70-20-10

The 70-20-10 Formula

I am instinctively wary of formulas. I know from long experience that the formula for the best tomato soup really isn’t. I know that the formula for sand to cement to water required major adjustment. And I’m still trying to nail that formula for homemade window cleaner.

So when I heard about this formula for allocating marketing expenditures I didn’t rush in. I was a late adopter.

Over time, however, I have come to trust this formula. My reasons are twofold. First, it recognizes the importance of focusing on what works. At the same time, and here is the second reason, it “forces” me to think about continually refining and improving.

Let me explain.

The 70-20-10 represents, in percentages, how to allocate your marketing expenditures.

Seventy percent of your marketing dollars should be spent on activities that you know work. They worked last year (or month) and nothing has really changed. These are your standbys, your go-to strategies. Notice that I am not describing what strategies to use. Instead, I am focusing on effectiveness.

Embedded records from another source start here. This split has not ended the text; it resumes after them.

//! Configuration for the assistant and its model connection.
//!
//! Both structs deserialise with defaults for every omitted field, so a
//! partial configuration file is enough. Call `validate` after loading.

use serde::{Deserialize, Serialize};
use std::fmt;
use std::time::Duration;
use thiserror::Error;

/// Errors raised while loading or validating configuration.
#[derive(Debug, Clone, PartialEq, Eq, Error)]
pub enum ConfigError {
    /// A numeric setting is outside its allowed range.
    #[error("{field} must be between {min} and {max}, got {value}")]
    OutOfRange {
        /// Setting name.
        field: &'static str,
        /// Inclusive lower bound.
        min: u64,
        /// Inclusive upper bound.
        max: u64,
        /// Rejected value.
        value: u64,
    },

    /// The provider name is not recognised.
    #[error("unknown model provider: {0}")]
    UnknownProvider(String),

    /// A required setting is absent.
    #[error("missing setting: {0}")]
    Missing(&'static str),

    /// A setting could not be parsed.
    #[error("invalid value for {field}: {value}")]
    Invalid {
        /// Setting name.
        field: &'static str,
        /// Rejected raw value.
        value: String,
    },
}

/// Upper bound on tool-loop steps per turn.
pub const MAX_STEPS_LIMIT: usize = 10;

/// Limits applied to every turn.
#[derive(Debug, Clone, PartialEq, Eq, Serialize, Deserialize)]
#[serde(default)]
pub struct AgentConfig {
    /// Model invocations allowed per tool-calling turn.
    pub max_steps: usize,
    /// History messages shown to the intent classifier.
    pub classifier_history_window: usize,
    /// History messages included in workflow prompts.
    pub context_history_window: usize,
    /// Timeout applied to each external call, in seconds.
    pub call_timeout_secs: u64,
    /// Created entities remembered for prompts.
    pub created_entity_limit: usize,
    /// Scratchpad notes kept between turns.
    pub scratchpad_limit: usize,
}

impl Default for AgentConfig {
    fn default() -> Self {
        Self {
            max_steps: 4,
            classifier_history_window: 5,
            context_history_window: 12,
            call_timeout_secs: 60,
            created_entity_limit: 25,
            scratchpad_limit: 20,
        }
    }
}

impl AgentConfig {
    /// Sets the step limit.
    #[must_use]
    pub const fn with_max_steps(mut self, max_steps: usize) -> Self {
        self.max_steps = max_steps;
        self
    }

    /// Sets the per-call timeout, rounding any fraction up to the next
    /// whole second.
    #[must_use]
    pub const fn with_call_timeout(mut self, timeout: Duration) -> Self {
        let whole = timeout.as_secs();
        self.call_timeout_secs = if timeout.subsec_nanos() > 0 {
            whole.saturating_add(1)
        } else {
            whole
        };
        self
    }

    /// Returns the per-call timeout.
    #[must_use]
    pub const fn call_timeout(&self) -> Duration {
        Duration::from_secs(self.call_timeout_secs)
    }

    /// Checks every limit against its allowed range.
    ///
    /// # Errors
    ///
    /// Returns [`ConfigError::OutOfRange`] for the first setting outside its
    /// range.
    pub fn validate(&self) -> Result<(), ConfigError> {
        check_range("max_steps", to_u64(self.max_steps), 1, to_u64(MAX_STEPS_LIMIT))?;
        check_range("classifier_history_window", to_u64(self.classifier_history_window), 0, 100)?;
        check_range("context_history_window", to_u64(self.context_history_window), 0, 200)?;
        check_range("call_timeout_secs", self.call_timeout_secs, 1, 600)?;
        check_range("created_entity_limit", to_u64(self.created_entity_limit), 1, 500)?;
        check_range("scratchpad_limit", to_u64(self.scratchpad_limit), 1, 500)?;
        Ok(())
    }
}

fn to_u64(value: usize) -> u64 {
    u64::try_from(value).unwrap_or(u64::MAX)
}

const fn check_range(field: &'static str, value: u64, min: u64, max: u64) -> Result<(), ConfigError> {
    if value < min || value > max {
        return Err(ConfigError::OutOfRange {
            field,
            min,
            max,
            value,
        });
    }
    Ok(())
}

/// Supported OpenAI-compatible model services.
#[derive(Debug, Clone, Copy, Default, PartialEq, Eq, Serialize, Deserialize)]
#[serde(rename_all = "lowercase")]
pub enum ProviderKind {
    /// OpenAI.
    #[default]
    OpenAi,
    /// Groq.
    Groq,
    /// A local Ollama server.
    Ollama,
}

impl ProviderKind {
    /// Returns the lower-case provider name.
    #[must_use]
    pub const fn as_str(self) -> &'static str {
        match self {
            Self::OpenAi => "openai",
            Self::Groq => "groq",
            Self::Ollama => "ollama",
        }
    }

    /// Returns the chat-completions base URL used when none is configured.
    #[must_use]
    pub const fn default_base_url(self) -> &'static str {
        match self {
            Self::OpenAi => "https://api.openai.com/v1",
            Self::Groq => "https://api.groq.com/openai/v1",
            Self::Ollama => "http://localhost:11434/v1",
        }
    }

    /// Returns the model used when none is configured.
    #[must_use]
    pub const fn default_model(self) -> &'static str {
        match self {
            Self::OpenAi => "gpt-4o-mini",
            Self::Groq => "llama-3.3-70b-versatile",
            Self::Ollama => "llama3.1",
        }
    }

    /// Returns whether the service requires an API key.
    #[must_use]
    pub const fn requires_api_key(self) -> bool {
        !matches!(self, Self::Ollama)
    }
}

impl fmt::Display for ProviderKind {
    fn fmt(&self, f: &mut fmt::Formatter<'_>) -> fmt::Result {
        f.write_str(self.as_str())
    }
}

impl TryFrom<&str> for ProviderKind {
    type Error = ConfigError;

    fn try_from(value: &str) -> Result<Self, Self::Error> {
        match value.trim().to_ascii_lowercase().as_str() {
            "openai" => Ok(Self::OpenAi),
            "groq" => Ok(Self::Groq),
            "ollama" => Ok(Self::Ollama),
            _ => Err(ConfigError::UnknownProvider(value.to_owned())),
        }
    }
}

/// Connection settings for the model service.
///
/// The API key is never serialised and is redacted from `Debug` output.
#[derive(Clone, PartialEq, Serialize, Deserialize)]
#[serde(default)]
pub struct ModelConfig {
    /// Which service to call.
    pub provider: ProviderKind,
    /// Bearer token.
    #[serde(skip_serializing)]
    pub api_key: Option<String>,
    /// Model name; the provider default is used when empty.
    pub model: String,
    /// Sampling temperature.
    pub temperature: f32,
    /// Output token cap.
    pub max_output_tokens: u32,
    /// Overrides the provider's default base URL.
    pub base_url: Option<String>,
}

impl Default for ModelConfig {
    fn default() -> Self {
        Self {
            provider: ProviderKind::default(),
            api_key: None,
            model: String::new(),
            temperature: 0.7,
            max_output_tokens: 2048,
            base_url: None,
        }
    }
}

impl fmt::Debug for ModelConfig {
    fn fmt(&self, f: &mut fmt::Formatter<'_>) -> fmt::Result {
        f.debug_struct("ModelConfig")
            .field("provider", &self.provider)
            .field("api_key", &self.api_key.as_ref().map(|_| "[REDACTED]"))
            .field("model", &self.model)
            .field("temperature", &self.temperature)
            .field("max_output_tokens", &self.max_output_tokens)
            .field("base_url", &self.base_url)
            .finish()
    }
}

impl ModelConfig {
    /// Reads `ATELIER_MODEL_PROVIDER`, `ATELIER_MODEL_API_KEY`,
    /// `ATELIER_MODEL_NAME`, `ATELIER_MODEL_TEMPERATURE`,
    /// `ATELIER_MODEL_MAX_OUTPUT_TOKENS` and `ATELIER_MODEL_BASE_URL`.
    ///
    /// # Errors
    ///
    /// Returns [`ConfigError`] when a variable holds an unusable value or
    /// the selected provider needs a key that is absent.
    pub fn from_env() -> Result<Self, ConfigError> {
        Self::from_lookup(|key| std::env::var(key).ok())
    }

    /// Builds a configuration from an arbitrary variable source.
    ///
    /// # Errors
    ///
    /// See [`ModelConfig::from_env`].
    pub fn from_lookup(lookup: impl Fn(&str) -> Option<String>) -> Result<Self, ConfigError> {
        let mut config = Self::default();
        if let Some(provider) = lookup("ATELIER_MODEL_PROVIDER") {
            config.provider = ProviderKind::try_from(provider.as_str())?;
        }
        config.api_key = lookup("ATELIER_MODEL_API_KEY").filter(|key| !key.trim().is_empty());
        if let Some(model) = lookup("ATELIER_MODEL_NAME") {
            config.model = model;
        }
        if let Some(raw) = lookup("ATELIER_MODEL_TEMPERATURE") {
            config.temperature = raw.trim().parse().map_err(|_| ConfigError::Invalid {
                field: "temperature",
                value: raw.clone(),
            })?;
        }
        if let Some(raw) = lookup("ATELIER_MODEL_MAX_OUTPUT_TOKENS") {
            config.max_output_tokens = raw.trim().parse().map_err(|_| ConfigError::Invalid {
                field: "max_output_tokens",
                value: raw.clone(),
            })?;
        }
        config.base_url = lookup("ATELIER_MODEL_BASE_URL");
        config.validate()?;
        Ok(config)
    }

    /// Checks that the configuration can be used to build a provider.
    ///
    /// # Errors
    ///
    /// Returns [`ConfigError::Missing`] when the provider needs an API key
    /// and none is set, or [`ConfigError::Invalid`] for a temperature
    /// outside `[0, 2]`.
    pub fn validate(&self) -> Result<(), ConfigError> {
        if self.provider.requires_api_key() && self.api_key.is_none() {
            return Err(ConfigError::Missing("api_key"));
        }
        if !(0.0..=2.0).contains(&self.temperature) {
            return Err(ConfigError::Invalid {
                field: "temperature",
                value: self.temperature.to_string(),
            });
        }
        Ok(())
    }

    /// Returns the configured model name or the provider default.
    #[must_use]
    pub fn model_name(&self) -> &str {
        if self.model.trim().is_empty() {
            self.provider.default_model()
        } else {
            self.model.as_str()
        }
    }

    /// Returns the configured base URL or the provider default, without a
    /// trailing slash.
    #[must_use]
    pub fn base_url(&self) -> &str {
        self.base_url
            .as_deref()
            .unwrap_or_else(|| self.provider.default_base_url())
            .trim_end_matches('/')
    }
}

Twenty percent of your marketing dollars should be spent on activities that have a high likelihood of working. Perhaps you heard about a new strategy at a conference or read an article in Currents. Or, as we will see in the next paragraph, perhaps they are something you tested last year with great success.

Note that this is only a 20 percent investment. I am not betting the farm. That wager is accommodated in my 70 percent.

The final allocation, 10 percent, is my wing-and-a-prayer investment. I want to use these dollars to roll the dice on something new—something that has the potential to be a game changer. But remember, I am hedging my bet at this point because I have my 70 and 20 percent investments.

Over time, marketing strategies move among these three buckets. Twenty years ago the web was in the 10 percent category. Now it is in the 70 percent bucket. Print was the mainstay of many marketing strategies for generations. Now, in many cases, it is on the decline. Social media and content marketing are receiving lots of buzz in the 20 percent and even 70 percent buckets.

The effective use of this formula requires two commitments on your part. First, you must be committed to marketing return on investment (mROI). You must be willing to invest the time, dollars, and political capital you need to measure the effectiveness of the activities and strategies you have in play.

Second, you must be media and channel agnostic. In other words, you never fall in love with a strategy because falling in love with a channel or activity undermines your ability to critically evaluate its effectiveness. Rather than channels, you are in love with results.

In a world awash with formulas, it’s nice to know that at least one is working.